[Information shown Boundary: Start]
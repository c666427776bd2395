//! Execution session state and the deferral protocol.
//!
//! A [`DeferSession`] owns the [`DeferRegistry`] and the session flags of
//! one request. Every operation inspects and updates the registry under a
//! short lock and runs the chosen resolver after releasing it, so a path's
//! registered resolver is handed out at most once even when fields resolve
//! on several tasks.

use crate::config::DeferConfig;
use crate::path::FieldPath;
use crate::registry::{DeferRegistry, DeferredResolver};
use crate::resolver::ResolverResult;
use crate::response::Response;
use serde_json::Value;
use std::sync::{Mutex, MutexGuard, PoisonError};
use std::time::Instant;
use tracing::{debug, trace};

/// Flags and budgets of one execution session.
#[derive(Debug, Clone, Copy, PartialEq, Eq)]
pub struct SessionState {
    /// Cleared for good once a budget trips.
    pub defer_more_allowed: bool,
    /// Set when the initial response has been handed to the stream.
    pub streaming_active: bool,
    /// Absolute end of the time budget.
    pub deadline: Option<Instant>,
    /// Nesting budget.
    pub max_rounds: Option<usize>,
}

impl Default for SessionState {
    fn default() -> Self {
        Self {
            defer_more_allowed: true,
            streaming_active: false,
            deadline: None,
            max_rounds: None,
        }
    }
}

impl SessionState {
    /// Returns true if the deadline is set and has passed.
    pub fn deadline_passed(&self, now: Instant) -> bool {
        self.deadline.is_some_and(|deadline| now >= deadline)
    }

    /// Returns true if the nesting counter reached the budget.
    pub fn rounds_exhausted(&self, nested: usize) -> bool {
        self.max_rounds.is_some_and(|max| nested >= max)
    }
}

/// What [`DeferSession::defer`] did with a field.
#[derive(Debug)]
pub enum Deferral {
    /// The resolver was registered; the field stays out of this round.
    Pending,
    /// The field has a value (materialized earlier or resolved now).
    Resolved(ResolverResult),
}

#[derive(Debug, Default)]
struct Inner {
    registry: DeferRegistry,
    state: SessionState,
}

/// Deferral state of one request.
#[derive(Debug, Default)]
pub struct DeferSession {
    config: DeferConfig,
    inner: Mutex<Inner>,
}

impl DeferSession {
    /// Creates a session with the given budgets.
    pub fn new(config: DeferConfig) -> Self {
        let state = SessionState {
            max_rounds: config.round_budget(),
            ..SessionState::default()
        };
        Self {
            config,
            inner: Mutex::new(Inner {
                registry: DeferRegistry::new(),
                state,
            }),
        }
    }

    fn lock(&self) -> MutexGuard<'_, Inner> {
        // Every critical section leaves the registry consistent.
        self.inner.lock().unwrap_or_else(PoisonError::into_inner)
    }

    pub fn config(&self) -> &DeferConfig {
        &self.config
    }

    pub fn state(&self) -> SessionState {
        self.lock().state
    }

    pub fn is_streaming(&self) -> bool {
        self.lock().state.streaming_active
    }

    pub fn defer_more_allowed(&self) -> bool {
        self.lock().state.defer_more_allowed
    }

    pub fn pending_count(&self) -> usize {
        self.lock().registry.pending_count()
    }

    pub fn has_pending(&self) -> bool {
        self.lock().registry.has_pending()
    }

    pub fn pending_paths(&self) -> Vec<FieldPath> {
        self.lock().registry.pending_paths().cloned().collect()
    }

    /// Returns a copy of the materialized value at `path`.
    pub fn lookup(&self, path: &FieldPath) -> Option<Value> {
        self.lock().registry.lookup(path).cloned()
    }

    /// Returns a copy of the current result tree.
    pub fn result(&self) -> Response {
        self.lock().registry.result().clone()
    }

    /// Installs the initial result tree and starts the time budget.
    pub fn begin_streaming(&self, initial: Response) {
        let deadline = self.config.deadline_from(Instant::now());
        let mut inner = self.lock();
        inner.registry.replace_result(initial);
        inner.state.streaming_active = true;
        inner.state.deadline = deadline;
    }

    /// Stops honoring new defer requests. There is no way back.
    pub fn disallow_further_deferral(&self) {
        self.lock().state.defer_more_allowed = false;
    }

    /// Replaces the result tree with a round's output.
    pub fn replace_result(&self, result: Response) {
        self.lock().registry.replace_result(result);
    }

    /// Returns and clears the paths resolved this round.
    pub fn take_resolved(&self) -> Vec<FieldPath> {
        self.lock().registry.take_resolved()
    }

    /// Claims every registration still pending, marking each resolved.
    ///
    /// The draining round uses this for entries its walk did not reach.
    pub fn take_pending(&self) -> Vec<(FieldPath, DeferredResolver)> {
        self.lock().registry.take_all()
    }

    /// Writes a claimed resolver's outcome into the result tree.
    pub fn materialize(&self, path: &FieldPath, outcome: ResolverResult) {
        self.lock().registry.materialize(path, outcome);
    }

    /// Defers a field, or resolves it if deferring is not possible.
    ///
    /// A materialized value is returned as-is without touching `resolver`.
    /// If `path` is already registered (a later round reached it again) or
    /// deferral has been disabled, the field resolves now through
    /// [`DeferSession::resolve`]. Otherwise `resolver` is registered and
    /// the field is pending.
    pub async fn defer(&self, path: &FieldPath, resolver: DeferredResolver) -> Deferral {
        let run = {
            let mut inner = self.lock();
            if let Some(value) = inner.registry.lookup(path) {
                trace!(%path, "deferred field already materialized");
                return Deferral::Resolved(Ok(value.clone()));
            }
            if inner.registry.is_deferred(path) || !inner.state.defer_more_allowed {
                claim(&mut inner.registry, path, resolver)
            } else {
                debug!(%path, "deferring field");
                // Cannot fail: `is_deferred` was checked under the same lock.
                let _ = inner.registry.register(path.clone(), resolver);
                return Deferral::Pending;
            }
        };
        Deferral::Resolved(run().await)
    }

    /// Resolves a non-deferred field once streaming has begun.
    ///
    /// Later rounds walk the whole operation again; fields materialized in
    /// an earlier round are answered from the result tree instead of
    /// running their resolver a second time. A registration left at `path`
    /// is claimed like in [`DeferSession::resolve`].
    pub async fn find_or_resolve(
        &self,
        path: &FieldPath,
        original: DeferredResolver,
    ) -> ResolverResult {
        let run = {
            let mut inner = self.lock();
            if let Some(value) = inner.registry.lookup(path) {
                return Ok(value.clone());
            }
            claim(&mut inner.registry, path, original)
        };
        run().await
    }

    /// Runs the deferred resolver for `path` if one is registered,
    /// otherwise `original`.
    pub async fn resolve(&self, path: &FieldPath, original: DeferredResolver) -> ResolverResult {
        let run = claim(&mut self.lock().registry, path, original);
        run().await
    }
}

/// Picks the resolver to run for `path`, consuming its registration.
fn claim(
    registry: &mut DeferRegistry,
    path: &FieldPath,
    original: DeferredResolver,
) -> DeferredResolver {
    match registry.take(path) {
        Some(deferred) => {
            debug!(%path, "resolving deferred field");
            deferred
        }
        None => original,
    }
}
[Information shown Boundary: End]
[Information shown Boundary: Start]
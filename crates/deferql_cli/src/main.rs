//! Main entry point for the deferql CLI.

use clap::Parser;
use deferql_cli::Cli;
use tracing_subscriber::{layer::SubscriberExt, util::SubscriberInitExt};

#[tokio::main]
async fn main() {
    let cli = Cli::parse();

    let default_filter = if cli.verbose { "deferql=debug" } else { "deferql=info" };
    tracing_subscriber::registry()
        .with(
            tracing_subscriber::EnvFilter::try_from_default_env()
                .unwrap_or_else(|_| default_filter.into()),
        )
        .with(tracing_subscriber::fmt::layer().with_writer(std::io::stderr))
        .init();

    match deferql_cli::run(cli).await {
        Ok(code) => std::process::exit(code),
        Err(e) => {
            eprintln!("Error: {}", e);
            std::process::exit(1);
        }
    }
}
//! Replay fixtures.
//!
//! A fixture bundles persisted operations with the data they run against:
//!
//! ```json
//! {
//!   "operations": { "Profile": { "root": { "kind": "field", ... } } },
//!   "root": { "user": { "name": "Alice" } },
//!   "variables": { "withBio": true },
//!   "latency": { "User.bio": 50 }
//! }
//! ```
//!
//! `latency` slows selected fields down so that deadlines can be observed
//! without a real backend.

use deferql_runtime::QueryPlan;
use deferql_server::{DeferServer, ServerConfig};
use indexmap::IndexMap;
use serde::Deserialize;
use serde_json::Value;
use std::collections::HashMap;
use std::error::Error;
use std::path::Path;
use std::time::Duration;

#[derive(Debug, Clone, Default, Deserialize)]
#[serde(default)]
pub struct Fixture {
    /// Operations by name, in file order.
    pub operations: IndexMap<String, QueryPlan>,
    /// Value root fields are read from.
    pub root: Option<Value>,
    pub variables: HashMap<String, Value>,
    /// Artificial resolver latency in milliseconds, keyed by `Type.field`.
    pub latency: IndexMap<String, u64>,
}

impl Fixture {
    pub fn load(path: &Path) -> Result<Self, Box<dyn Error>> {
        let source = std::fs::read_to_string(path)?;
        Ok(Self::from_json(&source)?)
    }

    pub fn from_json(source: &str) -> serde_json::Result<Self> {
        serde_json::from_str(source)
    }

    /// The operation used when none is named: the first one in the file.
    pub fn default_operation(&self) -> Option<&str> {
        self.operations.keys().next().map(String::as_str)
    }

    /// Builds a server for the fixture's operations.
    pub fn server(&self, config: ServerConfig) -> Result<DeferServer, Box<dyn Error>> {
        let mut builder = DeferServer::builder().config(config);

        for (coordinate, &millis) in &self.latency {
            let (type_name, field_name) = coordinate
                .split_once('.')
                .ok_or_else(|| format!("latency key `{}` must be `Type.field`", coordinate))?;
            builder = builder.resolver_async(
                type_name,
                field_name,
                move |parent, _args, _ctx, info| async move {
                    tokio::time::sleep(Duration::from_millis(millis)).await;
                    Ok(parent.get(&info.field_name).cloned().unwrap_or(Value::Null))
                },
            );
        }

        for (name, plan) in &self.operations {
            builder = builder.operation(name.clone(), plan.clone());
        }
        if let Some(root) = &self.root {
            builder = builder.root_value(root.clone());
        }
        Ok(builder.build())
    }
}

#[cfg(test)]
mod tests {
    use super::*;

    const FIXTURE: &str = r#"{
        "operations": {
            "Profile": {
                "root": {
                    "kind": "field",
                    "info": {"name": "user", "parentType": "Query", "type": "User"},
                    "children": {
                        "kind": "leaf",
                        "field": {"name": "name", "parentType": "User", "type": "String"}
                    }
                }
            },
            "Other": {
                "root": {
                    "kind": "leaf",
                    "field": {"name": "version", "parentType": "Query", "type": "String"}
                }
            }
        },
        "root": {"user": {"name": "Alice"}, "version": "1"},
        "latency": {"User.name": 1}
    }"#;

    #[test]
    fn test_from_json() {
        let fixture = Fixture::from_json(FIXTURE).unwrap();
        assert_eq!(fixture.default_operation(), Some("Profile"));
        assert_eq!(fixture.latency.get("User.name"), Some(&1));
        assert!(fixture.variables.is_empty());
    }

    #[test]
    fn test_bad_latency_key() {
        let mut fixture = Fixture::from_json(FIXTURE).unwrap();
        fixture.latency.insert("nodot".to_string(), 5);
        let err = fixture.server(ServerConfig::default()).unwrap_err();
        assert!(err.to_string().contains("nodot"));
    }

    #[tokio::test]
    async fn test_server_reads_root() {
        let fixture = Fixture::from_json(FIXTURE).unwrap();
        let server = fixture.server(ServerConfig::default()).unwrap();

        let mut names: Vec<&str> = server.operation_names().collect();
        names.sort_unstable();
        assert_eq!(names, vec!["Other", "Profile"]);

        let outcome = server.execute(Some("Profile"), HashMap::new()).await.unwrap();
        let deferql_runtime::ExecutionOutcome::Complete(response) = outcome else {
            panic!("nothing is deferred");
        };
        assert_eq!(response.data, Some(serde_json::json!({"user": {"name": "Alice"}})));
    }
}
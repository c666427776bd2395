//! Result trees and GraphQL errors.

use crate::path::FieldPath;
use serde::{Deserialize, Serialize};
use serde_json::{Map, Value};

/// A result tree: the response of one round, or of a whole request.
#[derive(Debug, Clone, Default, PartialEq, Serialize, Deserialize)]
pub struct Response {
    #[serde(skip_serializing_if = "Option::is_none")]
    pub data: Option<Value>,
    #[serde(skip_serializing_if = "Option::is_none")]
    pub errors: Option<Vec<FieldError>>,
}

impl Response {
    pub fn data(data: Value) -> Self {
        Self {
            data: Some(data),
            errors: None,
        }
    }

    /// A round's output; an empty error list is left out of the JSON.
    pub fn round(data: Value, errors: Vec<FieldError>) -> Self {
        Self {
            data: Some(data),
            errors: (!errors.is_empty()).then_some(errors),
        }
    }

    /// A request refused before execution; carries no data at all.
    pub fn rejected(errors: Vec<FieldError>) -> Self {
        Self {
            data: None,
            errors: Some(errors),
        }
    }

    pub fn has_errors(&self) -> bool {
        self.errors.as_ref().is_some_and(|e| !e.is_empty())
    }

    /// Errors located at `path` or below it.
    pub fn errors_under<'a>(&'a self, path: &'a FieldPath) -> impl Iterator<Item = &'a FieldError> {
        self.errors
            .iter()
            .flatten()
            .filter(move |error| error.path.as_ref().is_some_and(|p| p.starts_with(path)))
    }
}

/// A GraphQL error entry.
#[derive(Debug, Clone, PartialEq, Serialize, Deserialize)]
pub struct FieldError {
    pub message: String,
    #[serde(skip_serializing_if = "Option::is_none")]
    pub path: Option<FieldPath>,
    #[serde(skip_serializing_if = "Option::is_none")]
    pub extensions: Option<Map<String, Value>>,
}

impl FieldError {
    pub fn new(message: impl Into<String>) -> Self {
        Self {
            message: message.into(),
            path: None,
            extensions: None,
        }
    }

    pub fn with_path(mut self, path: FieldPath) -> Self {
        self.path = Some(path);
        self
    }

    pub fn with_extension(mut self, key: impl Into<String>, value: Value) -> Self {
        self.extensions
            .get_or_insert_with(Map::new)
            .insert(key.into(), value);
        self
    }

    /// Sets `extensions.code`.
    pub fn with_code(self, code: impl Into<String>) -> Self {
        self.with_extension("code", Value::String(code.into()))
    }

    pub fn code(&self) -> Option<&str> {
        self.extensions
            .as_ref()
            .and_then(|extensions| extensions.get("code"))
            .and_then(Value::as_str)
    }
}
[Information shown Boundary: End]
[Information shown Boundary: Start]
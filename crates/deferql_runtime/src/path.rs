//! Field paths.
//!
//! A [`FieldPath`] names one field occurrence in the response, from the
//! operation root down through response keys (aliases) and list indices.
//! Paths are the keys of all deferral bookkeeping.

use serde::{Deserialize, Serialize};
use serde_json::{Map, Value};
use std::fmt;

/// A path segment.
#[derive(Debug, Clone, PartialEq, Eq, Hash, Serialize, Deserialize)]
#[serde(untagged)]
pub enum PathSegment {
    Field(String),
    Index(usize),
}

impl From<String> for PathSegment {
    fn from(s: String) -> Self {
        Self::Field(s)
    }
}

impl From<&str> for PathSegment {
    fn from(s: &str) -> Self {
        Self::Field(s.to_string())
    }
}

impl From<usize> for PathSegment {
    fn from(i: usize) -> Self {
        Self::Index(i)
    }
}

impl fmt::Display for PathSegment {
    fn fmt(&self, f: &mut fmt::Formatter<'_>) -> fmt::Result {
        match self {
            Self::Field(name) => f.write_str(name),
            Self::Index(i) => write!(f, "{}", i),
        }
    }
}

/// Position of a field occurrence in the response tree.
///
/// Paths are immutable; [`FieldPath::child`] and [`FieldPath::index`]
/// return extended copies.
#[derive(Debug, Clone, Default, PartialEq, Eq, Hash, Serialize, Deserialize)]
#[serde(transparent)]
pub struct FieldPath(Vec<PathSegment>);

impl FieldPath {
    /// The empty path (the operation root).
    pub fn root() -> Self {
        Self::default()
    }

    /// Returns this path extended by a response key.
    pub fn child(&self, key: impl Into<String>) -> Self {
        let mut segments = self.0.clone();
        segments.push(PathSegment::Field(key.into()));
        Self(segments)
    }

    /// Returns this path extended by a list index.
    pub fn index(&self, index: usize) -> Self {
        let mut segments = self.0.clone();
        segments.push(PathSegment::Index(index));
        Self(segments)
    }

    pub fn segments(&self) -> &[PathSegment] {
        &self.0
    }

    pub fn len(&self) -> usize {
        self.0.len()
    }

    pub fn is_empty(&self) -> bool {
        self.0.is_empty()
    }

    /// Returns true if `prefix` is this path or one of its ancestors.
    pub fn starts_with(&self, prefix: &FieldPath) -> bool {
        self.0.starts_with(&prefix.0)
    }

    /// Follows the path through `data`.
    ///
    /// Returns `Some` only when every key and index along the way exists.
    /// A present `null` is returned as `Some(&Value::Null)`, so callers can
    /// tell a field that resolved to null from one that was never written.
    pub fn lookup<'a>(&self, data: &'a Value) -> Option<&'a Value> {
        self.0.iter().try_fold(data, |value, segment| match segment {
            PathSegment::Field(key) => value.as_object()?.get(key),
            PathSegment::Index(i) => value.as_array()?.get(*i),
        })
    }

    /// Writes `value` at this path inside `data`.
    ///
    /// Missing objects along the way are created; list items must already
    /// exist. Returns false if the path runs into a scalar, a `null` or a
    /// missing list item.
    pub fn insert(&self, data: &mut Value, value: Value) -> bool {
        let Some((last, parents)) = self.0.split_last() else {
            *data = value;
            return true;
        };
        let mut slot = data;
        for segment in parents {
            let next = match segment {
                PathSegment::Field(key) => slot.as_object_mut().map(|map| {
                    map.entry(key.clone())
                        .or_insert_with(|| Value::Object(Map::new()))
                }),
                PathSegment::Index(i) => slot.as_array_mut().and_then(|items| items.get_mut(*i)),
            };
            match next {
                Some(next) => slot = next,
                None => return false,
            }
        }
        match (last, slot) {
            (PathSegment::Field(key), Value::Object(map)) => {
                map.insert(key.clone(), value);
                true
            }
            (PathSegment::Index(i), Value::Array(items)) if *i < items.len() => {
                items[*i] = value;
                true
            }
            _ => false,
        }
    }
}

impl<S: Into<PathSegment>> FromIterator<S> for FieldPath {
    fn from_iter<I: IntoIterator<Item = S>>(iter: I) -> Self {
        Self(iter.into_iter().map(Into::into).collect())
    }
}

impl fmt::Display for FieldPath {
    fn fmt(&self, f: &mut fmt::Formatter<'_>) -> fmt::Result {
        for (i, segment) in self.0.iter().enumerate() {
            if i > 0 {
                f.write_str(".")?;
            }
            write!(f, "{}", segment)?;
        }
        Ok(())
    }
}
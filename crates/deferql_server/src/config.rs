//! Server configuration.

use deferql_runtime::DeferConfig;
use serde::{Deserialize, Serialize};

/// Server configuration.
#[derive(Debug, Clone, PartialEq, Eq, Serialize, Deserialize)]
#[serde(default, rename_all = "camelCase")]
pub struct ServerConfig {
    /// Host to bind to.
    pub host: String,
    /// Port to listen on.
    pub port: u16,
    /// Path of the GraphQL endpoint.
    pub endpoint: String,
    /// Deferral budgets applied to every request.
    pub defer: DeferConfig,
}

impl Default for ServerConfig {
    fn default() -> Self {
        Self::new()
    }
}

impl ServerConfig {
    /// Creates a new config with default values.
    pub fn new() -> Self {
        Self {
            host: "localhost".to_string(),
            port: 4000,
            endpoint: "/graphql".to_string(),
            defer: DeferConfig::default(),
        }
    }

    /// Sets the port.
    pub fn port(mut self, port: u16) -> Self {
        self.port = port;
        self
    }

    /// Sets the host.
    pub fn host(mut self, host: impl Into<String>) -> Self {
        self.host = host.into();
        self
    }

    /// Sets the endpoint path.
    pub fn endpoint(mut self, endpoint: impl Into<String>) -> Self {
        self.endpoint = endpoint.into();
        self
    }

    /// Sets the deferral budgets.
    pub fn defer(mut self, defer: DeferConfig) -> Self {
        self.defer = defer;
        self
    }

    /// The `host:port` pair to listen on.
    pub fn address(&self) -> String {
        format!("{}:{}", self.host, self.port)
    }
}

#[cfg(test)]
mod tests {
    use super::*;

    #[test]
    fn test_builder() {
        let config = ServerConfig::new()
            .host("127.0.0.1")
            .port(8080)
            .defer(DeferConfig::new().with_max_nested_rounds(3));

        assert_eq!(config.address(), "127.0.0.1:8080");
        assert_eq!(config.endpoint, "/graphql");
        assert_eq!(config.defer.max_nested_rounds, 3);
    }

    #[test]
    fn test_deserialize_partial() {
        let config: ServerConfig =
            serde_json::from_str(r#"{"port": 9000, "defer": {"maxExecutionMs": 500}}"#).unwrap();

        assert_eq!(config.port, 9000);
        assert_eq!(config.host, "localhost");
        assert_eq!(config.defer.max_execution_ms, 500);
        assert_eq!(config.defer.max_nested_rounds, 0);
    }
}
[Information shown Boundary: End]
■ Your instructions
Each line of the data above containing the string "nodot" is to be copied.

■ Completed task
        fixture.latency.insert("nodot".to_string(), 5);
        assert!(err.to_string().contains("nodot"));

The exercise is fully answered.